BEGIN PROVIDED DATA

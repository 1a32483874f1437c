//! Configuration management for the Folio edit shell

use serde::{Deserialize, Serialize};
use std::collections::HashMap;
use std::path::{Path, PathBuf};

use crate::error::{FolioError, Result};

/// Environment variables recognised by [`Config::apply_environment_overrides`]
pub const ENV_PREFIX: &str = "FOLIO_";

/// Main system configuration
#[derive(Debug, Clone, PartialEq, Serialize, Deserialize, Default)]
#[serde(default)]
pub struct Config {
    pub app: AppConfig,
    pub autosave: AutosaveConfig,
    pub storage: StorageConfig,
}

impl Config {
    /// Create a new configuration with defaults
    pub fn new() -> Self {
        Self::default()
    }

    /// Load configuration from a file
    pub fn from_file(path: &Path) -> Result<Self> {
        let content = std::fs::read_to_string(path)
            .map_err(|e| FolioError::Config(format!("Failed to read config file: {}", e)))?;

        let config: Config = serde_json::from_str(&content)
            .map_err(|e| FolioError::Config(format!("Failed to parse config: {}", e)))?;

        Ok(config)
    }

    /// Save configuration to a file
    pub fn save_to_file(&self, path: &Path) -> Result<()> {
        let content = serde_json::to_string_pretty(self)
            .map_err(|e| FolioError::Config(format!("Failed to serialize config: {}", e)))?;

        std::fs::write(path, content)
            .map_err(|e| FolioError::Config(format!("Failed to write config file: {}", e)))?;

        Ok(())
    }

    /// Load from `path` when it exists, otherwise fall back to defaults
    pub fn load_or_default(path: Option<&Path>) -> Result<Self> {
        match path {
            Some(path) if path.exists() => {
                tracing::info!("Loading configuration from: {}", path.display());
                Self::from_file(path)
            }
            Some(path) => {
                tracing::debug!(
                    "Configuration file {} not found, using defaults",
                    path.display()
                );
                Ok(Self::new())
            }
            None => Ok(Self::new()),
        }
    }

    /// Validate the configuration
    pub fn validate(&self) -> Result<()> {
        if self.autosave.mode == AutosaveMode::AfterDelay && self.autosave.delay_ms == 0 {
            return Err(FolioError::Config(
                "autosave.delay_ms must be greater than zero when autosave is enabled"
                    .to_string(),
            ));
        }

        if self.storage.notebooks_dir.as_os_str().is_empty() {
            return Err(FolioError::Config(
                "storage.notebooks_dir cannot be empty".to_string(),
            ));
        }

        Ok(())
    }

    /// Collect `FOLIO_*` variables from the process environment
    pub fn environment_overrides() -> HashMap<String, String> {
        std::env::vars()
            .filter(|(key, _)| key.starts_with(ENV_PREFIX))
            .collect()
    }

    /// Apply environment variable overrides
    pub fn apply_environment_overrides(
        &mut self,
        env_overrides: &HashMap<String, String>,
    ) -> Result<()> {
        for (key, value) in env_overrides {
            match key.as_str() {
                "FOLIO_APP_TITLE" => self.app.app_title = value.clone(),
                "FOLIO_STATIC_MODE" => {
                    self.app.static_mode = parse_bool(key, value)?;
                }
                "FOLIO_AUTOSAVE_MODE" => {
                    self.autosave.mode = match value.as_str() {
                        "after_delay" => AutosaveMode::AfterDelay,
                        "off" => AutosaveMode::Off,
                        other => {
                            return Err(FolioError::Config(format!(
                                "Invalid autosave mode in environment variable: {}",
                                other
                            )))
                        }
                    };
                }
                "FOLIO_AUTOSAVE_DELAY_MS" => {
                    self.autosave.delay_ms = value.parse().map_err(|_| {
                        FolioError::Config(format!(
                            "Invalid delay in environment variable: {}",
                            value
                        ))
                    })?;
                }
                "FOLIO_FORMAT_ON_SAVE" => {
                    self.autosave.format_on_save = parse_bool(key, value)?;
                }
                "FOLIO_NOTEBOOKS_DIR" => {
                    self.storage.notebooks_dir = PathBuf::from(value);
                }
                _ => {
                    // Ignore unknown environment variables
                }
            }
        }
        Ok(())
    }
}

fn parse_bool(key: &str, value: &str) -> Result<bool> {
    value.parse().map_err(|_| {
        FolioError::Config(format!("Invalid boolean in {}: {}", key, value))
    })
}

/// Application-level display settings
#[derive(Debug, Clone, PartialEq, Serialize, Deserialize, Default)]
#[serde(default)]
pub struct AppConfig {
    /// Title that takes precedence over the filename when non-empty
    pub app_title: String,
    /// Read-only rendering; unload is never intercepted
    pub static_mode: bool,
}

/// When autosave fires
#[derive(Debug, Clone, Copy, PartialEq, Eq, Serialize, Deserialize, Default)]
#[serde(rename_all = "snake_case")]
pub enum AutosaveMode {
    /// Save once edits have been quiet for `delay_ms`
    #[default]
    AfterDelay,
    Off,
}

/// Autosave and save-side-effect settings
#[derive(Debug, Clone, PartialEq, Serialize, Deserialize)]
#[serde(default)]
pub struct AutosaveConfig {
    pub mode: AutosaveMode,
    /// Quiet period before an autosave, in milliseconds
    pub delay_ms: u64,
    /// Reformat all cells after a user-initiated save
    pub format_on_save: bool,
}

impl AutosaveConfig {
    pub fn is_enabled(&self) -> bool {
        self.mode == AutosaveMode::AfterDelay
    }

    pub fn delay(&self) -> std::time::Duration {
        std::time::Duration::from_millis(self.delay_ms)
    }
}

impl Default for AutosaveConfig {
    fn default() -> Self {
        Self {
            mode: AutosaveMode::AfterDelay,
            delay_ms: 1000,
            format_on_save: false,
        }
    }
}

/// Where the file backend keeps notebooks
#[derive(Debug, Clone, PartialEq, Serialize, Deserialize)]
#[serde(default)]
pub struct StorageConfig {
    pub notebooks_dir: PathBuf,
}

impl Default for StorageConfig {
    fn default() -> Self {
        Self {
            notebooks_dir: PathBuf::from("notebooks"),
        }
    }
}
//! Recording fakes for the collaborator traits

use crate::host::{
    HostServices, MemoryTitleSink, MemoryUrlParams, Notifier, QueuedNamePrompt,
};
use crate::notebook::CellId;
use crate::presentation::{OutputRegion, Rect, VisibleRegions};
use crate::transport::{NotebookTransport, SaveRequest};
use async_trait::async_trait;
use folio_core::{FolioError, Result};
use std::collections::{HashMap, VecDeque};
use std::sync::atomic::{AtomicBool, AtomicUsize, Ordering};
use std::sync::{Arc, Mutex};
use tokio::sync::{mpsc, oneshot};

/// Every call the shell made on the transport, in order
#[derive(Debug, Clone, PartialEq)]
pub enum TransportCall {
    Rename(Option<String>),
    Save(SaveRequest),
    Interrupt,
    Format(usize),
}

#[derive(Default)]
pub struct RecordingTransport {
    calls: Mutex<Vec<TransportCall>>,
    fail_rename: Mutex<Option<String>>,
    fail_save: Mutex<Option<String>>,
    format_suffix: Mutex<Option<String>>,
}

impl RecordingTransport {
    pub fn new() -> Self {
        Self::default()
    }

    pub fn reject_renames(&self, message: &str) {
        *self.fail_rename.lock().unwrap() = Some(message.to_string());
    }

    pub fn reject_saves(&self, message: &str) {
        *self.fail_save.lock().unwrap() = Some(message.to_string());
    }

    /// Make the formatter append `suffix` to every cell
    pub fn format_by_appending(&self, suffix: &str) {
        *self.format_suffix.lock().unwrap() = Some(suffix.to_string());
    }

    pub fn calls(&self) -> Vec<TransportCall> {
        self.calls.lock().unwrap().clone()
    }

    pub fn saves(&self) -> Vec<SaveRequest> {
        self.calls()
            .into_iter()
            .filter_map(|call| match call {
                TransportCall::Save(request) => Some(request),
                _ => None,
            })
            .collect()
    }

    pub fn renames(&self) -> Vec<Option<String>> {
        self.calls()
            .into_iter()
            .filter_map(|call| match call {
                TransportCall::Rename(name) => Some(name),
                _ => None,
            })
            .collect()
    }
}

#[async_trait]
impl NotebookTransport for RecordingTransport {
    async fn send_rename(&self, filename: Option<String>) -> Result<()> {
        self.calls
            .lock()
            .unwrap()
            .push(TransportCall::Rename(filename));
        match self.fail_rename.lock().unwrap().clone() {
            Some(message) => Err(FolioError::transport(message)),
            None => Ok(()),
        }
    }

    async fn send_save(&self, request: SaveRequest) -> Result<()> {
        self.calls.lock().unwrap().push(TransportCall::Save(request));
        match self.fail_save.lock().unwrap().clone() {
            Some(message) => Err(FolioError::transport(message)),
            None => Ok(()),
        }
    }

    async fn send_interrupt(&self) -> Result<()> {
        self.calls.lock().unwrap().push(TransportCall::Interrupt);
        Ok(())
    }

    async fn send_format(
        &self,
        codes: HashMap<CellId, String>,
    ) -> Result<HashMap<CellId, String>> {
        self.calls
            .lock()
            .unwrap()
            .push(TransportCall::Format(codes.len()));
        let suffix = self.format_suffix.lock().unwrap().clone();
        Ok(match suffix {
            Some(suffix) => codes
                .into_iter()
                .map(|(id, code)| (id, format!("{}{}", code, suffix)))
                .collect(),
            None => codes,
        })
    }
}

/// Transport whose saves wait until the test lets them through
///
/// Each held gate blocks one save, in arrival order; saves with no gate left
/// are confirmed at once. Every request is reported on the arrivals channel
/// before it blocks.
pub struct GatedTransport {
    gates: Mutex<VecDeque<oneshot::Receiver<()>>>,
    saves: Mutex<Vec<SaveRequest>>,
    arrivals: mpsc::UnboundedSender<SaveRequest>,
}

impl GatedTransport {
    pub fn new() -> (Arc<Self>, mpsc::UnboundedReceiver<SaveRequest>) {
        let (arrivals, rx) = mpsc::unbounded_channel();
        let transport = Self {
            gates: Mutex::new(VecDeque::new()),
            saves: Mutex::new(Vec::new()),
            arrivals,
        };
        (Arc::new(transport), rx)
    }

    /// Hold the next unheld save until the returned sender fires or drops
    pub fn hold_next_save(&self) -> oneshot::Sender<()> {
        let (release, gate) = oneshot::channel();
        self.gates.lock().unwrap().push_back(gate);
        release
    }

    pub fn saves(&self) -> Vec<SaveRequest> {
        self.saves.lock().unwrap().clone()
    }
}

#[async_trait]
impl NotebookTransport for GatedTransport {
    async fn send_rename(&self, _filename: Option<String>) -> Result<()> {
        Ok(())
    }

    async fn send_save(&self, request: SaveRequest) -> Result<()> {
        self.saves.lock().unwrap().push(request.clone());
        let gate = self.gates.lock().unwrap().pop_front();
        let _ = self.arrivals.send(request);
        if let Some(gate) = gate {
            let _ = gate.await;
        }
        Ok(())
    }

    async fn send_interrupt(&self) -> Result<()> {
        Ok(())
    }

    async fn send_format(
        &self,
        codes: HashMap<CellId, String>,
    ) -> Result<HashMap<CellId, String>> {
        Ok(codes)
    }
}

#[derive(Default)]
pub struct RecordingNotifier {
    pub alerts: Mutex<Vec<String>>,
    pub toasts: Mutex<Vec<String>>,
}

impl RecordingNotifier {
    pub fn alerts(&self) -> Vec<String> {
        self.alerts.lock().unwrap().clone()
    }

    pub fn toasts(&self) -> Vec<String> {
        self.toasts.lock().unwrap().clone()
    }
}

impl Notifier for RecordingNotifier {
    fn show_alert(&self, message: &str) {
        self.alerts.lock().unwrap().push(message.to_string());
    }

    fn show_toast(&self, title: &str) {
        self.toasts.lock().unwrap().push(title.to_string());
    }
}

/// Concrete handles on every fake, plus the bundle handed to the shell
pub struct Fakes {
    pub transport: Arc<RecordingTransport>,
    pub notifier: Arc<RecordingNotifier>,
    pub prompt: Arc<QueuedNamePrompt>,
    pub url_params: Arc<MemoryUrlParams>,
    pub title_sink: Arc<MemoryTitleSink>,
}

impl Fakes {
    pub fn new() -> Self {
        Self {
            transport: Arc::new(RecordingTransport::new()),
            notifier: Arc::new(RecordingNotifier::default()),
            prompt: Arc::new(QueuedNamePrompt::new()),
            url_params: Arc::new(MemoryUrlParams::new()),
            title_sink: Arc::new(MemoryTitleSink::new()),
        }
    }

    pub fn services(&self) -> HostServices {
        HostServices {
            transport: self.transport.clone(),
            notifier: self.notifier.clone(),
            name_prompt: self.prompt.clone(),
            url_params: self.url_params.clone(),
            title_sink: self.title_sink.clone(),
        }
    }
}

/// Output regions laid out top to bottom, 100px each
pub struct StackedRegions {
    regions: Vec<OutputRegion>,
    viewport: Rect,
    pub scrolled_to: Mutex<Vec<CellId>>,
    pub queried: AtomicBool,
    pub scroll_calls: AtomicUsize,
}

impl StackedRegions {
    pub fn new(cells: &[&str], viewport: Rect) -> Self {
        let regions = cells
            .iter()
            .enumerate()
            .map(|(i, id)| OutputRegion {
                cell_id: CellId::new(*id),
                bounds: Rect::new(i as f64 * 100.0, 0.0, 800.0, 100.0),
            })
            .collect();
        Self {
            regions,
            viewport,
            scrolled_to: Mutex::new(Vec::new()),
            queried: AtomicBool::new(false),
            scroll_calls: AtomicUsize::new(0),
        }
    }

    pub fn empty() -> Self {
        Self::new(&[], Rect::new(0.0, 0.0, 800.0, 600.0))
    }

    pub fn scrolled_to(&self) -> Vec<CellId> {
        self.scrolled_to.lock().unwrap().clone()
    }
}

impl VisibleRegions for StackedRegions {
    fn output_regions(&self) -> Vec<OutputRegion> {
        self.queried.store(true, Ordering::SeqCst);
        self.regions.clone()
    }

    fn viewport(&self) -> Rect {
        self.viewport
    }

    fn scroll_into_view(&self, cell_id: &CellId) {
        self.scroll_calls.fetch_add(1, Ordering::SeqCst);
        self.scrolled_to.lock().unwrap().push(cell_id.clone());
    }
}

END PROVIDED DATA

WHAT YOU NEED TO DO: Tally the lines in the records above that contain the word "RecordingTransport", and give only that number.

RESULT OF THIS TASK: 5